- Exercise objective -
Report back every line below that carries the word "stored".

======== Given records

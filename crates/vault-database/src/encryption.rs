//! ChaCha20-Poly1305 encryption for individual values.
//!
//! Encrypted values are stored as text: `base64(nonce):base64(ciphertext)`.

use crate::{DatabaseError, DatabaseKey, DatabaseResult};
use base64::{engine::general_purpose::STANDARD as BASE64, Engine};
use chacha20poly1305::{
    aead::{Aead, KeyInit},
    ChaCha20Poly1305, Nonce,
};
use rand::RngCore;

/// Nonce size for ChaCha20-Poly1305 (96 bits = 12 bytes).
pub const NONCE_SIZE: usize = 12;

/// Generate a random nonce for encryption.
pub fn generate_nonce() -> [u8; NONCE_SIZE] {
    let mut nonce = [0u8; NONCE_SIZE];
    rand::thread_rng().fill_bytes(&mut nonce);
    nonce
}

fn cipher(key: &DatabaseKey) -> DatabaseResult<ChaCha20Poly1305> {
    ChaCha20Poly1305::new_from_slice(key.as_bytes())
        .map_err(|e| DatabaseError::Encryption(e.to_string()))
}

/// Encrypt bytes with a caller-provided nonce. Returns ciphertext with the tag appended.
pub fn encrypt_content(
    key: &DatabaseKey,
    nonce: &[u8; NONCE_SIZE],
    plaintext: &[u8],
) -> DatabaseResult<Vec<u8>> {
    cipher(key)?
        .encrypt(Nonce::from_slice(nonce), plaintext)
        .map_err(|e| DatabaseError::Encryption(e.to_string()))
}

/// Decrypt bytes produced by [`encrypt_content`].
pub fn decrypt_content(
    key: &DatabaseKey,
    nonce: &[u8; NONCE_SIZE],
    ciphertext: &[u8],
) -> DatabaseResult<Vec<u8>> {
    cipher(key)?
        .decrypt(Nonce::from_slice(nonce), ciphertext)
        .map_err(|_| DatabaseError::Encryption("decryption failed".to_string()))
}

/// Encrypt a string under a fresh nonce into the `nonce:ciphertext` text form.
pub fn encrypt_value(key: &DatabaseKey, plaintext: &str) -> DatabaseResult<String> {
    let nonce = generate_nonce();
    let ciphertext = encrypt_content(key, &nonce, plaintext.as_bytes())?;
    Ok(format!("{}:{}", BASE64.encode(nonce), BASE64.encode(ciphertext)))
}

/// Inverse of [`encrypt_value`].
pub fn decrypt_value(key: &DatabaseKey, stored: &str) -> DatabaseResult<String> {
    let (nonce_b64, ciphertext_b64) = stored
        .split_once(':')
        .ok_or_else(|| DatabaseError::Encryption("malformed encrypted value".to_string()))?;

    let nonce: [u8; NONCE_SIZE] = BASE64
        .decode(nonce_b64)
        .map_err(|e| DatabaseError::Encryption(format!("invalid nonce encoding: {e}")))?
        .try_into()
        .map_err(|_| DatabaseError::Encryption("invalid nonce size".to_string()))?;
    let ciphertext = BASE64
        .decode(ciphertext_b64)
        .map_err(|e| DatabaseError::Encryption(format!("invalid ciphertext encoding: {e}")))?;

    let plaintext = decrypt_content(key, &nonce, &ciphertext)?;
    String::from_utf8(plaintext)
        .map_err(|_| DatabaseError::Encryption("decrypted value is not UTF-8".to_string()))
}

#[cfg(test)]
mod tests {
    use super::*;

    fn key(byte: u8) -> DatabaseKey {
        DatabaseKey::from_bytes([byte; 32])
    }

    #[test]
    fn test_encrypt_decrypt_roundtrip() {
        let nonce = generate_nonce();
        let plaintext = b"Hello, World! This is a test message.";

        let ciphertext = encrypt_content(&key(1), &nonce, plaintext).unwrap();
        assert_ne!(ciphertext, plaintext);

        let decrypted = decrypt_content(&key(1), &nonce, &ciphertext).unwrap();
        assert_eq!(decrypted, plaintext);
    }

    #[test]
    fn test_wrong_key_fails() {
        let nonce = generate_nonce();
        let ciphertext = encrypt_content(&key(1), &nonce, b"Secret message").unwrap();
        assert!(decrypt_content(&key(2), &nonce, &ciphertext).is_err());
    }

    #[test]
    fn test_value_format_and_fresh_nonce() {
        let a = encrypt_value(&key(3), "\"hunter2\"").unwrap();
        let b = encrypt_value(&key(3), "\"hunter2\"").unwrap();

        assert_ne!(a, b);
        assert_eq!(a.matches(':').count(), 1);
        assert!(!a.contains("hunter2"));
        assert_eq!(decrypt_value(&key(3), &a).unwrap(), "\"hunter2\"");
    }

    #[test]
    fn test_decrypt_value_rejects_malformed() {
        assert!(decrypt_value(&key(3), "no-separator").is_err());
        assert!(decrypt_value(&key(3), "AAAA:AAAA").is_err());

        let tampered = encrypt_value(&key(3), "{}").unwrap().replacen(':', ":A", 1);
        assert!(decrypt_value(&key(3), &tampered).is_err());
    }
}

================

- Your solution -
//! Encrypted values are stored as text: `base64(nonce):base64(ciphertext)`.
pub fn decrypt_value(key: &DatabaseKey, stored: &str) -> DatabaseResult<String> {
    let (nonce_b64, ciphertext_b64) = stored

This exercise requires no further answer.